FIRSTONLINE – Et quelles sont les conséquences de cette situation ?
BALTHASAR – « Les banques se trouveraient à la croisée des chemins : soit elles recapitalisent, soit elles demandent le remboursement de 30-40 % des prêts déjà consentis, étouffant définitivement les entreprises et les ménages. L'Europe doit se clarifier, c'est un fait politique En gros la Banque centrale européenne injecte des liquidités, et une autre autorité la bloque. Entre autres, tant que la connexion interbancaire est bloquée, les banques déposent cette liquidité auprès de la BCE elle-même et la partie qui pourrait servir à acheter les BTP en supportant les dettes des Etats est bloquée par la directive EBA. La directive EBA doit être gérée par la Banque d'Italie et donc la Commission des finances veut comprendre comment elle entend passer par Nazionale et comprendre également les critères adoptés par l'EBA. Quant à la Consob, l'audience est liée aux implications concernant les introductions en bourse.

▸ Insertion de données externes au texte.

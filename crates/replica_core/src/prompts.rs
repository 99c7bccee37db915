//! Prompt construction for planner, worker and composition calls.

use replica_llm::{ContentPart, GenerationRequest, PromptMessage};

use crate::capture::{Capture, CaptureHints, Snapshot};
use crate::partition::{Partition, Role};

pub const WORKER_SYSTEM_PROMPT: &str = r#"You are an expert frontend engineer rebuilding a section of a website as Next.js 14 (app router) React components written in TypeScript and styled with Tailwind CSS.

Output format:
- Emit every file as a block that starts with a line `=== FILE: <relative path> ===` followed by the file content.
- Components go in `components/<Name>.tsx`, one default-exported component per file, PascalCase names.
- If you need npm packages beyond react, next and lucide-react, add a final line `=== DEPENDENCIES: pkg-a, pkg-b ===`.
- Never write `app/page.tsx`, `app/layout.tsx` or configuration files.
- No explanations, no markdown outside the file blocks.

Fidelity:
- Reproduce layout, spacing, colours, typography and copy exactly as shown.
- Use plain <img> tags with the original image URLs where provided.
- Add "use client" to components that use hooks or event handlers."#;

pub const PLANNER_SYSTEM_PROMPT: &str = r#"You split a long web page into sections for several engineers working in parallel. Each engineer rebuilds a contiguous vertical band of the page. Assign React component names so that no two engineers build the same thing.

Answer with JSON only: an object mapping the 1-based engineer number to an ordered array of PascalCase component names, for example {"1": ["Navbar", "Hero"], "2": ["Features"]}."#;

pub const COMPOSE_SYSTEM_PROMPT: &str = r#"You assemble the main page of a Next.js 14 app from existing components.

Write exactly one file, `app/page.tsx`, as a block starting with `=== FILE: app/page.tsx ===`.
- Import every listed component exactly once with `import Name from "@/components/Name";` and render each once, top to bottom in page order.
- Do not import anything else from `@/`, and do not define new sections.
- Pick the outer layout (stacked, sidebar or grid) that matches the screenshots, using Tailwind classes on wrapper elements only."#;

/// Render the hint block shared by worker and compose prompts.
pub fn describe_hints(hints: &CaptureHints) -> String {
    let mut lines = Vec::new();
    if let Some(title) = &hints.title {
        lines.push(format!("Page title: {}", title));
    }
    if !hints.palette.is_empty() {
        lines.push(format!("Colour palette: {}", hints.palette.join(", ")));
    }
    if !hints.fonts.is_empty() {
        lines.push(format!("Fonts: {}", hints.fonts.join(", ")));
    }
    if let Some(icons) = &hints.icon_library {
        lines.push(format!("Icons: {} (use lucide-react equivalents)", icons));
    }
    if !hints.logos.is_empty() {
        lines.push(format!("Logos: {}", hints.logos.join(", ")));
    }
    if !hints.interactions.is_empty() {
        lines.push("Interactive elements:".to_string());
        lines.extend(hints.interactions.iter().map(|i| format!("- {}", i)));
    }
    if !hints.images.is_empty() {
        lines.push("Image URLs:".to_string());
        lines.extend(hints.images.iter().take(40).map(|i| format!("- {}", i)));
    }
    if !hints.links.is_empty() {
        lines.push(format!(
            "Links: {}",
            hints.links.iter().take(40).cloned().collect::<Vec<_>>().join(", ")
        ));
    }
    lines.join("\n")
}

fn with_snapshots<'a>(mut message: PromptMessage, snapshots: impl IntoIterator<Item = &'a Snapshot>) -> PromptMessage {
    for snapshot in snapshots {
        message = message.with_part(ContentPart::png(snapshot.data.clone()));
    }
    message
}

fn role_instructions(role: Role) -> &'static str {
    match role {
        Role::Solo => "You own the whole page, including the top navigation/header and the footer.",
        Role::First => "You own the top of the page, including the navigation/header. Do not build a footer.",
        Role::Middle => "You own a middle band of the page. Do not build navigation, header or footer components.",
        Role::Last => "You own the bottom of the page, including the footer. Do not build navigation or header components.",
    }
}

/// Request for one worker.
pub fn worker_request(
    capture: &Capture,
    partition: &Partition,
    planned: &[String],
    max_tokens: u32,
) -> GenerationRequest {
    let snapshots = partition.snapshots(capture);
    let core = &partition.core;

    let mut text = format!(
        "Website: {}\nYou are engineer {} of {}. {}\n\n",
        capture.url,
        partition.number(),
        partition.workers,
        role_instructions(partition.role)
    );
    text.push_str(&format!(
        "You receive {} screenshot(s) in page order. Build only what appears in screenshot(s) {} to {}.",
        snapshots.len(),
        core.start + 1,
        core.end
    ));
    if partition.has_overlap_before() {
        text.push_str(" The first screenshot belongs to the previous engineer and is context only.");
    }
    if partition.has_overlap_after() {
        text.push_str(" The last screenshot belongs to the next engineer and is context only.");
    }
    text.push('\n');
    if !planned.is_empty() {
        text.push_str(&format!(
            "\nBuild these components, in this order: {}. Use exactly these names.\n",
            planned.join(", ")
        ));
    }
    let hints = describe_hints(&capture.hints);
    if !hints.is_empty() {
        text.push('\n');
        text.push_str(&hints);
        text.push('\n');
    }

    GenerationRequest::new(partition.label())
        .message(PromptMessage::system(WORKER_SYSTEM_PROMPT))
        .message(with_snapshots(PromptMessage::user(text), snapshots))
        .max_tokens(max_tokens)
}

/// Request for the ownership planner.
pub fn planner_request(capture: &Capture, workers: usize, sample: usize) -> GenerationRequest {
    let sampled = capture.sample(sample);
    let text = format!(
        "Website: {}\nThe page is {} px tall and split top to bottom into {} equal bands, one per engineer. The {} screenshot(s) below are evenly spaced samples of the page in order.\nReturn the component names for engineers 1 to {}.",
        capture.url, capture.total_height, workers, sampled.len(), workers
    );
    GenerationRequest::new("planner")
        .message(PromptMessage::system(PLANNER_SYSTEM_PROMPT))
        .message(with_snapshots(PromptMessage::user(text), sampled))
        .max_tokens(1_000)
}

/// Request for the composition call. `manifest` lists component names in
/// page order, grouped by worker.
pub fn compose_request(capture: &Capture, manifest: &[Vec<String>], sample: usize, max_tokens: u32) -> GenerationRequest {
    let sampled = capture.sample(sample);
    let mut text = format!("Website: {}\nComponents, top to bottom:\n", capture.url);
    for (index, names) in manifest.iter().enumerate() {
        if names.is_empty() {
            continue;
        }
        text.push_str(&format!("Band {}: {}\n", index + 1, names.join(", ")));
    }
    let hints = describe_hints(&CaptureHints {
        palette: capture.hints.palette.clone(),
        fonts: capture.hints.fonts.clone(),
        ..Default::default()
    });
    if !hints.is_empty() {
        text.push('\n');
        text.push_str(&hints);
        text.push('\n');
    }
    GenerationRequest::new("compose")
        .message(PromptMessage::system(COMPOSE_SYSTEM_PROMPT))
        .message(with_snapshots(PromptMessage::user(text), sampled))
        .max_tokens(max_tokens)
}

#[cfg(test)]
mod tests {
    use super::*;
    use crate::capture::Snapshot;
    use crate::partition::partition;

    fn capture(n: usize) -> Capture {
        Capture::new(
            "https://example.com",
            (0..n).map(|i| Snapshot::new(format!("img{}", i), i as u32 * 720)).collect(),
        )
    }

    #[test]
    fn test_worker_request_carries_slice_images() {
        let capture = capture(7);
        let parts = partition(7, 1, 5);
        let request = worker_request(&capture, &parts[1], &["Features".to_string()], 16_000);

        assert_eq!(request.label, "worker-2");
        let user = &request.messages[1];
        assert_eq!(user.image_count(), 4);
        let text = user.text();
        assert!(text.contains("engineer 2 of 5"));
        assert!(text.contains("screenshot(s) 2 to 3"));
        assert!(text.contains("previous engineer"));
        assert!(text.contains("Features"));
    }

    #[test]
    fn test_planner_request_samples() {
        let request = planner_request(&capture(10), 5, 4);
        assert_eq!(request.messages[1].image_count(), 4);
        assert!(request.messages[1].text().contains("engineers 1 to 5"));
    }

    #[test]
    fn test_compose_request_lists_bands() {
        let manifest = vec![vec!["Navbar".to_string(), "Hero".to_string()], vec![], vec!["Footer".to_string()]];
        let request = compose_request(&capture(3), &manifest, 3, 4_000);
        let text = request.messages[1].text();
        assert!(text.contains("Band 1: Navbar, Hero"));
        assert!(!text.contains("Band 2"));
        assert!(text.contains("Band 3: Footer"));
    }
}
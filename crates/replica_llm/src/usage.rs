//! Token usage tracking.
//!
//! Every generation, continuation and repair call reports input/output token
//! counts. They are aggregated per session with a rough cost estimate so the
//! client can see what a clone cost. Nothing here feeds back into control flow.

use chrono::{DateTime, Utc};
use parking_lot::Mutex;
use serde::{Deserialize, Serialize};

use crate::types::Generation;

/// LLM pricing per million tokens (in USD)
#[derive(Debug, Clone, Copy, Serialize, Deserialize, PartialEq)]
#[serde(rename_all = "camelCase")]
pub struct ModelPricing {
    pub input_per_million: f64,
    pub output_per_million: f64,
}

impl ModelPricing {
    /// Get pricing for a model identifier.
    ///
    /// Matching is by substring so provider prefixes such as
    /// `anthropic/claude-sonnet-4` resolve to the same entry.
    pub fn for_model(model: &str) -> Self {
        let lower = model.to_lowercase();
        let (input, output) = if lower.contains("opus") {
            (15.0, 75.0)
        } else if lower.contains("sonnet") {
            (3.0, 15.0)
        } else if lower.contains("haiku") {
            (0.8, 4.0)
        } else if lower.contains("gpt-4.1-mini") {
            (0.4, 1.6)
        } else if lower.contains("gpt-4.1-nano") {
            (0.1, 0.4)
        } else if lower.contains("gpt-4.1") {
            (2.0, 8.0)
        } else if lower.contains("gpt-4o-mini") {
            (0.15, 0.6)
        } else if lower.contains("gpt-4o") {
            (2.5, 10.0)
        } else {
            // Unknown - use conservative pricing
            (10.0, 30.0)
        };
        Self {
            input_per_million: input,
            output_per_million: output,
        }
    }

    /// Calculate cost for given token counts
    pub fn calculate(&self, input_tokens: u64, output_tokens: u64) -> f64 {
        let input_cost = (input_tokens as f64 / 1_000_000.0) * self.input_per_million;
        let output_cost = (output_tokens as f64 / 1_000_000.0) * self.output_per_million;
        input_cost + output_cost
    }
}

/// A single LLM call.
#[derive(Debug, Clone, Serialize, Deserialize)]
#[serde(rename_all = "camelCase")]
pub struct UsageRecord {
    /// Caller label ("worker-3", "compose", ...)
    pub label: String,
    pub model: String,
    pub input_tokens: u64,
    pub output_tokens: u64,
    pub cost_usd: f64,
    pub recorded_at: DateTime<Utc>,
}

impl UsageRecord {
    pub fn new(label: impl Into<String>, model: impl Into<String>, input_tokens: u64, output_tokens: u64) -> Self {
        let model = model.into();
        let cost_usd = ModelPricing::for_model(&model).calculate(input_tokens, output_tokens);
        Self {
            label: label.into(),
            model,
            input_tokens,
            output_tokens,
            cost_usd,
            recorded_at: Utc::now(),
        }
    }

    pub fn from_generation(label: impl Into<String>, generation: &Generation) -> Self {
        Self::new(
            label,
            generation.model.clone(),
            generation.input_tokens,
            generation.output_tokens,
        )
    }
}

/// Aggregated usage for a session.
#[derive(Debug, Clone, Default, Serialize, Deserialize, PartialEq)]
#[serde(rename_all = "camelCase")]
pub struct UsageSummary {
    pub calls: usize,
    pub input_tokens: u64,
    pub output_tokens: u64,
    pub cost_usd: f64,
}

/// Thread-safe accumulator shared by the tasks of one session.
#[derive(Debug, Default)]
pub struct UsageTracker {
    records: Mutex<Vec<UsageRecord>>,
}

impl UsageTracker {
    pub fn new() -> Self {
        Self::default()
    }

    pub fn record(&self, record: UsageRecord) {
        self.records.lock().push(record);
    }

    /// Record a generation under `label`.
    pub fn record_generation(&self, label: &str, generation: &Generation) {
        self.record(UsageRecord::from_generation(label, generation));
    }

    pub fn records(&self) -> Vec<UsageRecord> {
        self.records.lock().clone()
    }

    pub fn summary(&self) -> UsageSummary {
        let records = self.records.lock();
        records.iter().fold(UsageSummary::default(), |mut acc, r| {
            acc.calls += 1;
            acc.input_tokens += r.input_tokens;
            acc.output_tokens += r.output_tokens;
            acc.cost_usd += r.cost_usd;
            acc
        })
    }
}
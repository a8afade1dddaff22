//! Markdown transcript file access. The file is the source of truth; this
//! store only parses it wholesale and appends to it, never rewrites.

use crate::domain::models::{Conversation, Message, SessionFormat, Speaker};
use crate::domain::session::SessionStore;
use anyhow::{Context, Result};
use async_trait::async_trait;
use std::path::PathBuf;
use tokio::io::AsyncWriteExt;

pub struct FileSessionStore {
    path: PathBuf,
}

impl FileSessionStore {
    #[must_use]
    pub fn new(path: PathBuf) -> Self {
        Self { path }
    }
}

#[async_trait]
impl SessionStore for FileSessionStore {
    async fn load(&self) -> Result<Conversation> {
        let text = tokio::fs::read_to_string(&self.path)
            .await
            .with_context(|| format!("reading {}", self.path.display()))?;
        Ok(parse_conversation(&text))
    }

    async fn append_user_message(&self, text: &str) -> Result<()> {
        let existing = tokio::fs::read_to_string(&self.path)
            .await
            .unwrap_or_default();
        let format = SessionFormat::detect(&existing);
        let chunk = message_chunk(&existing, format, text);

        let mut file = tokio::fs::OpenOptions::new()
            .create(true)
            .append(true)
            .open(&self.path)
            .await
            .with_context(|| format!("opening {}", self.path.display()))?;
        file.write_all(chunk.as_bytes()).await?;
        file.flush().await?;
        Ok(())
    }

    fn path(&self) -> PathBuf {
        self.path.clone()
    }
}

fn parse_conversation(text: &str) -> Conversation {
    let format = SessionFormat::detect(text);
    let mut title = None;
    let mut messages: Vec<Message> = Vec::new();
    let mut current: Option<(Speaker, Vec<String>)> = None;

    for line in text.lines() {
        let trimmed = line.trim_start();

        // A top-level heading before any message names the conversation.
        if title.is_none() && messages.is_empty() && current.is_none() {
            if let Some(rest) = trimmed.strip_prefix("# ") {
                title = Some(rest.trim().to_string());
                continue;
            }
        }

        if let Some((speaker, rest)) = match_marker(format, trimmed) {
            if let Some((speaker, lines)) = current.take() {
                push_message(&mut messages, speaker, lines);
            }
            let mut lines = Vec::new();
            if !rest.is_empty() {
                lines.push(rest.to_string());
            }
            current = Some((speaker, lines));
        } else if let Some((_, lines)) = &mut current {
            lines.push(line.to_string());
        }
        // Prose before the first marker belongs to no speaker; drop it.
    }

    if let Some((speaker, lines)) = current.take() {
        push_message(&mut messages, speaker, lines);
    }

    Conversation { title, messages }
}

/// Match a speaker marker at the start of a line. The marker must end the
/// line or be followed by whitespace, so `## Yours` never reads as `## You`.
fn match_marker(format: SessionFormat, line: &str) -> Option<(Speaker, &str)> {
    for speaker in [Speaker::User, Speaker::Assistant] {
        let marker = format.marker_for(speaker);
        if let Some(rest) = line.strip_prefix(marker) {
            if rest.is_empty() || rest.starts_with(char::is_whitespace) {
                return Some((speaker, rest.trim()));
            }
        }
    }
    None
}

fn push_message(messages: &mut Vec<Message>, speaker: Speaker, mut lines: Vec<String>) {
    while lines.first().is_some_and(|l| l.trim().is_empty()) {
        lines.remove(0);
    }
    while lines.last().is_some_and(|l| l.trim().is_empty()) {
        lines.pop();
    }
    let body = lines.join("\n");
    // A bare marker is a message still being written; skip it until it has
    // content.
    if !body.is_empty() {
        messages.push(Message { speaker, body });
    }
}

/// Format one user message in the file's own flavor, with a separating
/// blank line. Heading markers sit on their own line; inline markers share
/// the first line of the body.
fn message_chunk(existing: &str, format: SessionFormat, text: &str) -> String {
    let marker = format.marker_for(Speaker::User);
    let mut chunk = String::new();
    if !existing.is_empty() && !existing.ends_with('\n') {
        chunk.push('\n');
    }
    if !existing.trim().is_empty() {
        chunk.push('\n');
    }
    if marker.starts_with('#') {
        chunk.push_str(marker);
        chunk.push_str("\n\n");
        chunk.push_str(text.trim_end());
    } else {
        chunk.push_str(marker);
        chunk.push(' ');
        chunk.push_str(text.trim_end());
    }
    chunk.push('\n');
    chunk
}

#[cfg(test)]
mod tests {
    use super::*;
    use std::io::Write;

    #[test]
    fn parses_chatmark_transcript() {
        let text = "# Planning\n\n**You:** hello there\n\n**Assistant:** general reply\nwith a second line\n";
        let conversation = parse_conversation(text);
        assert_eq!(conversation.title.as_deref(), Some("Planning"));
        assert_eq!(conversation.messages.len(), 2);
        assert_eq!(conversation.messages[0].speaker, Speaker::User);
        assert_eq!(conversation.messages[0].body, "hello there");
        assert_eq!(
            conversation.messages[1].body,
            "general reply\nwith a second line"
        );
    }

    #[test]
    fn parses_heading_transcript() {
        let text = "## You\n\nwhat is rust\n\n## Assistant\n\na systems language\n";
        let conversation = parse_conversation(text);
        assert_eq!(conversation.title, None);
        assert_eq!(conversation.messages.len(), 2);
        assert_eq!(conversation.messages[0].body, "what is rust");
        assert_eq!(conversation.messages[1].speaker, Speaker::Assistant);
    }

    #[test]
    fn marker_must_end_at_a_word_boundary() {
        let text = "## Yours truly\n\n## You\n\nreal message\n";
        let conversation = parse_conversation(text);
        assert_eq!(conversation.messages.len(), 1);
        assert_eq!(conversation.messages[0].body, "real message");
    }

    #[test]
    fn preamble_and_bare_markers_are_dropped() {
        let text = "exported from somewhere\n\n**You:** hi\n\n**Assistant:**\n";
        let conversation = parse_conversation(text);
        assert_eq!(conversation.messages.len(), 1);
        assert_eq!(conversation.messages[0].body, "hi");
    }

    #[tokio::test]
    async fn append_matches_the_detected_format() {
        let mut file = tempfile::NamedTempFile::new().unwrap();
        write!(file, "## Assistant\n\nfirst\n").unwrap();
        let store = FileSessionStore::new(file.path().to_path_buf());

        store.append_user_message("a question").await.unwrap();

        let conversation = store.load().await.unwrap();
        assert_eq!(conversation.messages.len(), 2);
        assert_eq!(conversation.messages[1].speaker, Speaker::User);
        assert_eq!(conversation.messages[1].body, "a question");
        let text = std::fs::read_to_string(file.path()).unwrap();
        assert!(text.contains("\n\n## You\n\na question\n"));
    }

    #[tokio::test]
    async fn append_to_empty_file_uses_the_primary_format() {
        let dir = tempfile::tempdir().unwrap();
        let path = dir.path().join("session.md");
        std::fs::write(&path, "").unwrap();
        let store = FileSessionStore::new(path.clone());

        store.append_user_message("hello").await.unwrap();

        assert_eq!(
            std::fs::read_to_string(&path).unwrap(),
            "**You:** hello\n"
        );
    }

    #[tokio::test]
    async fn load_missing_file_is_an_error() {
        let store = FileSessionStore::new(PathBuf::from("/nonexistent/session.md"));
        let err = store.load().await.unwrap_err();
        assert!(err.to_string().contains("session.md"));
    }
}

A l'issue des travaux, la commission évaluera s'il convient d'aboutir à une motion, une résolution, un vœu". Le thème de la réforme des banques coopératives est réapparu dans la même commission des Finances. Il y a une sollicitation, à travers la conférence des chefs de groupe, d'apporter en classe un texte résultant de l'unification des diverses hypothèses qui sont sur le terrain : pas moins de cinq projets de loi. Jeudi, il y a eu un bureau de la présidence, qui a défini les thèmes et construit un parcours méthodologique, donnant mandat aux techniciens pour effectuer les études approfondies appropriées sur les textes déposés.
FIRSTONLINE – Quel pourrait être le point d'équilibre ?
BALTHASAR – "Évidemment j'ai mes idées, mais il y a plus de propositions, cela dépendra de l'attitude des forces politiques. Je suis favorable à tous ces systèmes qui viennent d'en bas (crédit coopératif, banques rurales, banques populaires) et qui méritent l'attention du législateur et du fisc avec des concessions, mais avec une précision : lorsque certains paramètres changent, par exemple les dimensions organisationnelles, économiques, financières, la référence au marché, alors l'obligation de transformation en un Spa normal avec les règles de tous les autres devrait être déclenchée ».
FIRSTONLINE – La solution de double gouvernance adoptée par la Banca Popolare di Milano vous convainc-elle ?
BALTHASAR – « Pas tout le temps. Quand une banque est cotée, un problème se pose : il y a l'actionnaire, il y a celui qui a acheté les actions en Bourse, il y a l'actionnaire salarié. Chacun a évidemment des intérêts différents. Ces sujets ont besoin d'un cadre de référence, ils ne peuvent pas être résolus avec une gouvernance mixte, sinon il y a le risque d'avoir une réunion de copropriété".